Parker is a 53-year-old Bay Area native. She moved to Oroville (where she had spent summers and Christmases as a child visiting her grandparents) seven years ago after first losing her receptionist job and then being priced out of the rental market in Berkeley while trying to survive on temp work.

Currently finishing her training to become a medical transcriber, Parker previously worked as a marketer for the city of Oroville before meeting Brackett and moving five years ago into the Thermalito home they have revitalized by, among other things, painting it a fresh brick-red with sage-green trim and planting numerous fruit trees on the property. Parker knows her neighbors, and regularly engages in food-swapping/sharing with them after shopping at the farmers’ market or harvesting her figs and nectarines.

Parker took this reporter on a tour of Thermalito to point out the many problem areas patchworked in among functioning family homes and ranchettes. Most notable—besides the general neglect of weed-filled properties “waiting to go up in flames,” as Parker put it, lack of small businesses, and speeding drivers in big pick-ups coming up alarmingly on our rear bumper—was the existence of two subdivisions built during the recent real-estate boom but abandoned when the economy collapsed before anyone had moved in.

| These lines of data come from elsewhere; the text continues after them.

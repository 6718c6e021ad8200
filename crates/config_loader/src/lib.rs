//! # Config Loader
//!
//! Loads logger blueprints.
//!
//! Responsibilities:
//! - Parse TOML/JSON configuration files
//! - Validate endpoint definitions
//! - Produce a `LoggingBlueprint`
//!
//! # Example
//!
//! ```no_run
//! use config_loader::ConfigLoader;
//! use std::path::Path;
//!
//! let blueprint = ConfigLoader::load_from_path(Path::new("logging.toml")).unwrap();
//! println!("endpoints: {}", blueprint.endpoints.len());
//! ```

mod parser;
mod validator;

pub use contracts::LoggingBlueprint;
pub use parser::ConfigFormat;
pub use validator::BUFFER_CAPACITY_RANGE;

use contracts::ContractError;
use std::path::Path;

/// Configuration loader
pub struct ConfigLoader;

impl ConfigLoader {
    /// Load a blueprint from a file
    ///
    /// The format follows the extension (.toml / .json).
    ///
    /// # Errors
    /// - File read failure
    /// - Unsupported format
    /// - Parse failure
    /// - Validation failure
    pub fn load_from_path(path: &Path) -> Result<LoggingBlueprint, ContractError> {
        let format = Self::detect_format(path)?;
        let content = std::fs::read_to_string(path)?;
        Self::load_from_str(&content, format)
    }

    /// Load a blueprint from a string
    ///
    /// # Errors
    /// - Parse failure
    /// - Validation failure
    pub fn load_from_str(
        content: &str,
        format: ConfigFormat,
    ) -> Result<LoggingBlueprint, ContractError> {
        let blueprint = parser::parse(content, format)?;
        validator::validate(&blueprint)?;
        Ok(blueprint)
    }

    /// Validate an already built blueprint
    pub fn validate(blueprint: &LoggingBlueprint) -> Result<(), ContractError> {
        validator::validate(blueprint)
    }

    pub fn to_toml(blueprint: &LoggingBlueprint) -> Result<String, ContractError> {
        toml::to_string_pretty(blueprint)
            .map_err(|e| ContractError::config_parse(format!("TOML serialize error: {e}")))
    }

    pub fn to_json(blueprint: &LoggingBlueprint) -> Result<String, ContractError> {
        serde_json::to_string_pretty(blueprint)
            .map_err(|e| ContractError::config_parse(format!("JSON serialize error: {e}")))
    }

    fn detect_format(path: &Path) -> Result<ConfigFormat, ContractError> {
        let ext = path.extension().and_then(|e| e.to_str()).ok_or_else(|| {
            ContractError::config_parse("cannot determine file format from extension")
        })?;

        ConfigFormat::from_extension(ext).ok_or_else(|| {
            ContractError::config_parse(format!("unsupported config format: .{ext}"))
        })
    }
}

#[cfg(test)]
mod tests {
    use super::*;
    use std::io::Write;

    const MINIMAL_TOML: &str = r#"
[logger]
buffer_capacity = 512

[[endpoints]]
name = "stderr"
writer = "fd"
fd = 2

[[endpoints]]
name = "collector"
writer = "socket"
target = "tcp://127.0.0.1:6000"
enabled = false
"#;

    #[test]
    fn test_load_from_str_toml() {
        let result = ConfigLoader::load_from_str(MINIMAL_TOML, ConfigFormat::Toml);
        assert!(result.is_ok(), "Failed: {:?}", result.err());
        let bp = result.unwrap();
        assert_eq!(bp.logger.buffer_capacity, 512);
        assert_eq!(bp.endpoints[1].name, "collector");
    }

    #[test]
    fn test_toml_to_json_and_back() {
        let bp = ConfigLoader::load_from_str(MINIMAL_TOML, ConfigFormat::Toml).unwrap();
        let json = ConfigLoader::to_json(&bp).unwrap();
        let bp2 = ConfigLoader::load_from_str(&json, ConfigFormat::Json).unwrap();
        assert_eq!(bp.endpoints.len(), bp2.endpoints.len());
        assert_eq!(bp.endpoints[1].target, bp2.endpoints[1].target);

        let toml = ConfigLoader::to_toml(&bp2).unwrap();
        assert!(toml.contains("tcp://127.0.0.1:6000"));
    }

    #[test]
    fn test_validation_runs_after_parse() {
        let content = r#"
[[endpoints]]
name = "dup"
writer = "fd"
fd = 2

[[endpoints]]
name = "dup"
writer = "fd"
fd = 3
"#;
        let result = ConfigLoader::load_from_str(content, ConfigFormat::Toml);
        assert!(result.unwrap_err().to_string().contains("duplicate"));
    }

    #[test]
    fn test_load_from_path() {
        let mut file = tempfile::Builder::new().suffix(".toml").tempfile().unwrap();
        file.write_all(MINIMAL_TOML.as_bytes()).unwrap();

        let bp = ConfigLoader::load_from_path(file.path()).unwrap();
        assert_eq!(bp.endpoints.len(), 2);
    }

    #[test]
    fn test_load_from_path_rejects_unknown_extension() {
        let file = tempfile::Builder::new().suffix(".yaml").tempfile().unwrap();
        let err = ConfigLoader::load_from_path(file.path()).unwrap_err();
        assert!(err.to_string().contains("unsupported config format"));
    }
}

One was surrounded by a chain-link fence in an unsuccessful attempt to keep possible squatters away from the buildings, some of which had boards over the windows. Another had its infrastructure in place—new paved roadway, sidewalks, street lights—but only one house (uninhabited) stood in the forlorn-looking area.

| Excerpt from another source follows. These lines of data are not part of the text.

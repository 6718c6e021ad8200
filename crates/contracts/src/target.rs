//! SocketTarget - where the socket-service writer connects

use serde::{Deserialize, Serialize};
use std::fmt;
use std::path::PathBuf;
use std::str::FromStr;

use crate::ContractError;

/// Socket-service address, written as `tcp://host:port`, `udp://host:port`
/// or `unix:///path/to/socket`
#[derive(Debug, Clone, PartialEq, Eq, Serialize, Deserialize)]
#[serde(try_from = "String", into = "String")]
pub enum SocketTarget {
    /// Stream connection, one line per write
    Tcp(String),
    /// Datagram per line, fire-and-forget
    Udp(String),
    /// Unix domain stream socket
    Unix(PathBuf),
}

impl SocketTarget {
    pub fn scheme(&self) -> &'static str {
        match self {
            SocketTarget::Tcp(_) => "tcp",
            SocketTarget::Udp(_) => "udp",
            SocketTarget::Unix(_) => "unix",
        }
    }
}

fn check_host_port(raw: &str, addr: &str) -> Result<(), ContractError> {
    let (host, port) = addr
        .rsplit_once(':')
        .ok_or_else(|| ContractError::invalid_target(raw, "expected host:port"))?;
    if host.is_empty() {
        return Err(ContractError::invalid_target(raw, "empty host"));
    }
    port.parse::<u16>()
        .map_err(|e| ContractError::invalid_target(raw, format!("bad port '{port}': {e}")))?;
    Ok(())
}

impl FromStr for SocketTarget {
    type Err = ContractError;

    fn from_str(s: &str) -> Result<Self, Self::Err> {
        let (scheme, rest) = s
            .split_once("://")
            .ok_or_else(|| ContractError::invalid_target(s, "missing scheme"))?;

        match scheme {
            "tcp" => {
                check_host_port(s, rest)?;
                Ok(SocketTarget::Tcp(rest.to_string()))
            }
            "udp" => {
                check_host_port(s, rest)?;
                Ok(SocketTarget::Udp(rest.to_string()))
            }
            "unix" if !rest.is_empty() => Ok(SocketTarget::Unix(PathBuf::from(rest))),
            "unix" => Err(ContractError::invalid_target(s, "empty socket path")),
            other => Err(ContractError::invalid_target(
                s,
                format!("unknown scheme '{other}'"),
            )),
        }
    }
}

impl TryFrom<String> for SocketTarget {
    type Error = ContractError;

    fn try_from(value: String) -> Result<Self, Self::Error> {
        value.parse()
    }
}

impl From<SocketTarget> for String {
    fn from(target: SocketTarget) -> Self {
        target.to_string()
    }
}

impl fmt::Display for SocketTarget {
    fn fmt(&self, f: &mut fmt::Formatter<'_>) -> fmt::Result {
        match self {
            SocketTarget::Tcp(addr) | SocketTarget::Udp(addr) => {
                write!(f, "{}://{}", self.scheme(), addr)
            }
            SocketTarget::Unix(path) => write!(f, "unix://{}", path.display()),
        }
    }
}
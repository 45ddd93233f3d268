//! Argument handling shared by the pipeline binaries.
//!
//! Every binary runs with no flags using its reference preset; flags only
//! override parts of it.

use std::path::PathBuf;

use crate::config::PipelineConfig;
use crate::dataset::DatasetSource;
use crate::logging;

/// Static description of one binary's command line.
#[derive(Debug, Clone, Copy)]
pub struct CliInfo {
    pub name: &'static str,
    pub summary: &'static str,
    /// Whether the binary reads or writes a model artifact.
    pub uses_artifact: bool,
}

#[derive(Debug, Clone, PartialEq)]
pub enum CliAction {
    Run(Box<PipelineConfig>),
    Help(String),
}

/// Parse `args` (without the program name) on top of `preset`.
///
/// `--config` replaces the preset wholesale; the other flags are applied
/// afterwards regardless of their position.
pub fn parse_args(
    args: Vec<String>,
    info: &CliInfo,
    preset: PipelineConfig,
) -> Result<CliAction, String> {
    let mut config_path: Option<PathBuf> = None;
    let mut dataset: Option<DatasetSource> = None;
    let mut artifact_path: Option<PathBuf> = None;
    let mut seed: Option<u64> = None;
    let mut log_dir: Option<PathBuf> = None;

    let mut idx = 0usize;
    while idx < args.len() {
        match args[idx].as_str() {
            "-h" | "--help" => return Ok(CliAction::Help(help_text(info))),
            "--config" => {
                idx += 1;
                let value = args.get(idx).ok_or_else(|| "--config requires a value".to_string())?;
                config_path = Some(PathBuf::from(value));
            }
            "--dataset" => {
                idx += 1;
                let value =
                    args.get(idx).ok_or_else(|| "--dataset requires a value".to_string())?;
                dataset = Some(match value.as_str() {
                    "builtin" => DatasetSource::Builtin,
                    path => DatasetSource::Csv {
                        path: PathBuf::from(path),
                    },
                });
            }
            flag @ ("--out" | "--model") if info.uses_artifact => {
                idx += 1;
                let value = args
                    .get(idx)
                    .ok_or_else(|| format!("{flag} requires a value"))?;
                artifact_path = Some(PathBuf::from(value));
            }
            "--seed" => {
                idx += 1;
                let value = args.get(idx).ok_or_else(|| "--seed requires a value".to_string())?;
                seed = Some(
                    value
                        .parse::<u64>()
                        .map_err(|_| format!("Invalid --seed value: {value}"))?,
                );
            }
            "--log-dir" => {
                idx += 1;
                let value =
                    args.get(idx).ok_or_else(|| "--log-dir requires a value".to_string())?;
                log_dir = Some(PathBuf::from(value));
            }
            unknown => {
                return Err(format!(
                    "Unknown argument: {unknown}\n\n{}",
                    help_text(info)
                ));
            }
        }
        idx += 1;
    }

    let mut config = match config_path {
        Some(path) => PipelineConfig::load(&path).map_err(|err| err.to_string())?,
        None => preset,
    };
    if let Some(dataset) = dataset {
        config.dataset = dataset;
    }
    if let Some(path) = artifact_path {
        config.artifact_path = path;
    }
    if let Some(seed) = seed {
        config = config.with_seed(seed);
    }
    if log_dir.is_some() {
        config.log_dir = log_dir;
    }
    Ok(CliAction::Run(Box::new(config)))
}

/// Install logging for `config`, reporting but tolerating failure.
pub fn init_logging(config: &PipelineConfig) {
    if let Err(err) = logging::init(config.log_dir.as_deref()) {
        eprintln!("Logging disabled: {err}");
    }
}

pub fn help_text(info: &CliInfo) -> String {
    let mut lines = vec![
        info.name.to_string(),
        String::new(),
        info.summary.to_string(),
        String::new(),
        "Usage:".to_string(),
        format!("  {} [options]", info.name),
        String::new(),
        "Options:".to_string(),
        "  --config <file.toml>      Load the pipeline config from TOML.".to_string(),
        "  --dataset <builtin|file>  Built-in iris data or a CSV file.".to_string(),
    ];
    if info.uses_artifact {
        lines.push("  --out, --model <file>     Model artifact path.".to_string());
    }
    lines.push("  --seed <n>                Seed for the split and the trainer.".to_string());
    lines.push("  --log-dir <dir>           Also write logs to this directory.".to_string());
    lines.join("\n")
}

“The last time I was here, I found a condom and a crack pipe,” Parker said. “And children walk by here on their way to school.”

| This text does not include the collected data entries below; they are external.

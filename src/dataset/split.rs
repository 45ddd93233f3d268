//! Deterministic train/test split, optionally stratified by class.

use std::collections::BTreeMap;

use rand::rngs::StdRng;
use rand::{SeedableRng, seq::SliceRandom};
use serde::{Deserialize, Serialize};
use thiserror::Error;

use super::samples::SampleSet;

#[derive(Debug, Error, PartialEq)]
pub enum SplitError {
    #[error("Split ratio {ratio} must lie strictly between 0 and 1")]
    InvalidRatio { ratio: f64 },
    #[error("Class `{class}` has {available} samples; none would be held out at ratio {ratio}")]
    InsufficientData {
        class: String,
        available: usize,
        ratio: f64,
    },
    #[error("Splitting {available} samples at ratio {ratio} leaves the {subset} subset empty")]
    EmptySubset {
        subset: &'static str,
        available: usize,
        ratio: f64,
    },
}

/// Split parameters carried through configuration.
#[derive(Debug, Clone, PartialEq, Serialize, Deserialize)]
#[serde(default)]
pub struct SplitOptions {
    /// Fraction of samples held out for evaluation.
    pub test_ratio: f64,
    pub seed: u64,
    /// Partition each class independently at `test_ratio`.
    pub stratify: bool,
}

impl Default for SplitOptions {
    fn default() -> Self {
        Self {
            test_ratio: 0.2,
            seed: 42,
            stratify: false,
        }
    }
}

impl SplitOptions {
    pub fn split(&self, samples: &SampleSet) -> Result<(SampleSet, SampleSet), SplitError> {
        split(samples, self.test_ratio, self.seed, self.stratify)
    }
}

/// Row indices assigned to each side of a split.
#[derive(Debug, Clone, PartialEq, Eq)]
pub struct Partition {
    pub train: Vec<usize>,
    pub test: Vec<usize>,
}

/// Partition `samples` into `(train, test)`.
///
/// `ratio` is the evaluation fraction. Identical arguments always produce
/// identical subsets, element for element.
pub fn split(
    samples: &SampleSet,
    ratio: f64,
    seed: u64,
    stratify: bool,
) -> Result<(SampleSet, SampleSet), SplitError> {
    let partition = partition_indices(samples, ratio, seed, stratify)?;
    tracing::debug!(
        train = partition.train.len(),
        test = partition.test.len(),
        ratio,
        seed,
        stratify,
        "Split sample set"
    );
    Ok((
        samples.subset(&partition.train),
        samples.subset(&partition.test),
    ))
}

/// Compute the split as row indices into `samples`.
pub fn partition_indices(
    samples: &SampleSet,
    ratio: f64,
    seed: u64,
    stratify: bool,
) -> Result<Partition, SplitError> {
    if !(ratio > 0.0 && ratio < 1.0) {
        return Err(SplitError::InvalidRatio { ratio });
    }
    let n = samples.len();
    let mut rng = StdRng::seed_from_u64(seed);

    let partition = if stratify {
        let mut by_class: BTreeMap<usize, Vec<usize>> = BTreeMap::new();
        for (idx, &label) in samples.labels().iter().enumerate() {
            by_class.entry(label).or_default().push(idx);
        }
        let mut train = Vec::with_capacity(n);
        let mut test = Vec::new();
        for (label, mut members) in by_class {
            members.shuffle(&mut rng);
            let test_n = ((members.len() as f64) * ratio).round() as usize;
            if test_n == 0 {
                return Err(SplitError::InsufficientData {
                    class: samples.classes()[label].clone(),
                    available: members.len(),
                    ratio,
                });
            }
            test.extend_from_slice(&members[..test_n]);
            train.extend_from_slice(&members[test_n..]);
        }
        train.shuffle(&mut rng);
        test.shuffle(&mut rng);
        Partition { train, test }
    } else {
        let mut indices: Vec<usize> = (0..n).collect();
        indices.shuffle(&mut rng);
        let test_n = ((n as f64) * ratio).ceil() as usize;
        let train = indices.split_off(test_n.min(n));
        Partition {
            train,
            test: indices,
        }
    };

    if partition.test.is_empty() {
        return Err(SplitError::EmptySubset {
            subset: "test",
            available: n,
            ratio,
        });
    }
    if partition.train.is_empty() {
        return Err(SplitError::EmptySubset {
            subset: "train",
            available: n,
            ratio,
        });
    }
    Ok(partition)
}

#[cfg(test)]
mod tests {
    use super::*;
    use crate::dataset::load_builtin;
    use std::collections::BTreeSet;

    #[test]
    fn rejects_ratio_outside_open_interval() {
        let set = load_builtin().unwrap();
        for ratio in [0.0, 1.0, 1.2, -0.1, f64::NAN] {
            let err = split(&set, ratio, 42, false).unwrap_err();
            assert!(matches!(err, SplitError::InvalidRatio { .. }), "{ratio}");
        }
    }

    #[test]
    fn same_arguments_give_same_partition() {
        let set = load_builtin().unwrap();
        for stratify in [false, true] {
            let a = partition_indices(&set, 0.3, 7, stratify).unwrap();
            let b = partition_indices(&set, 0.3, 7, stratify).unwrap();
            assert_eq!(a, b);
        }
    }

    #[test]
    fn different_seeds_shuffle_differently() {
        let set = load_builtin().unwrap();
        let a = partition_indices(&set, 0.2, 1, false).unwrap();
        let b = partition_indices(&set, 0.2, 2, false).unwrap();
        assert_ne!(a.test, b.test);
    }

    #[test]
    fn subsets_are_disjoint_and_cover_everything() {
        let set = load_builtin().unwrap();
        for stratify in [false, true] {
            let part = partition_indices(&set, 0.4, 42, stratify).unwrap();
            let train: BTreeSet<_> = part.train.iter().copied().collect();
            let test: BTreeSet<_> = part.test.iter().copied().collect();
            assert!(train.is_disjoint(&test));
            assert_eq!(train.len() + test.len(), set.len());
            assert_eq!(train.union(&test).count(), set.len());
        }
    }

    #[test]
    fn unstratified_holds_out_ceil_of_ratio() {
        let set = load_builtin().unwrap();
        let (train, test) = split(&set, 0.2, 42, false).unwrap();
        assert_eq!(test.len(), 30);
        assert_eq!(train.len(), 120);
        let (_, test) = split(&set, 0.21, 42, false).unwrap();
        assert_eq!(test.len(), 32);
    }

    #[test]
    fn stratified_per_class_fraction_within_one_sample() {
        let set = load_builtin().unwrap();
        for ratio in [0.1, 0.25, 0.4, 0.33, 0.9] {
            let (_, test) = split(&set, ratio, 42, true).unwrap();
            let totals = set.class_counts();
            let held = test.class_counts();
            for (class, &total) in &totals {
                let got = held.get(class).copied().unwrap_or(0) as f64 / total as f64;
                assert!(
                    (got - ratio).abs() <= 1.0 / total as f64,
                    "class {class} ratio {ratio}: {got}"
                );
            }
        }
    }

    #[test]
    fn stratified_sixty_forty_is_balanced() {
        let set = load_builtin().unwrap();
        let (train, test) = split(&set, 0.4, 42, true).unwrap();
        assert_eq!(test.len(), 60);
        assert_eq!(train.len(), 90);
        assert!(test.class_counts().values().all(|&count| count == 20));
    }

    #[test]
    fn stratified_fails_when_a_class_gets_no_test_samples() {
        let set = load_builtin().unwrap();
        let err = split(&set, 0.005, 42, true).unwrap_err();
        match err {
            SplitError::InsufficientData {
                class, available, ..
            } => {
                assert_eq!(class, "setosa");
                assert_eq!(available, 50);
            }
            other => panic!("unexpected error: {other}"),
        }
    }

    #[test]
    fn tiny_set_reports_empty_train_subset() {
        let set = load_builtin().unwrap().subset(&[0]);
        let err = split(&set, 0.5, 42, false).unwrap_err();
        assert!(matches!(err, SplitError::EmptySubset { subset: "train", .. }));
    }
}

“You need to rebuild the economy from the inside out, not just depend on outside investors,” John Ikerd said during a recent phone interview from his Missouri home. “A community, as a living organism, needs to be selective about what it brings in from the outside.”

Ikerd is an advocate of multi-farm CSAs, such as Iowa’s Grown Locally and the Oklahoma Food Cooperative, in which different types of small-farming operations (of produce, as well as meat, dairy, honey, etc.) are “organized … around [the idea of] local foods for local customers.”

A community in a downward spiral, said Ikerd, is “affect[ed] economically, socially and ethically.” But engaging in ongoing cooperative farming and distributing arrangements contributes to a community’s well-being, both economically and socially, as well as health-wise.

“You could jump-start [a struggling local economy] on a really good local food system,” Ikerd said. “Low-priced land—I know there are young people all over looking for cheap farmland. It could turn the economy around.”

At one point on our drive, Parker stopped to buy a basket of strawberries at a fruit stand. “Now that’s what I’d like to see more of,” she said, referring to the thriving berry farm. “What we don’t want is more subdivisions. We want to attract more people whose very life depends on the stewardship of the land. … And we want to teach the children. If the children don’t see the adults … taking responsibility for their community, they won’t learn how to do it, either.”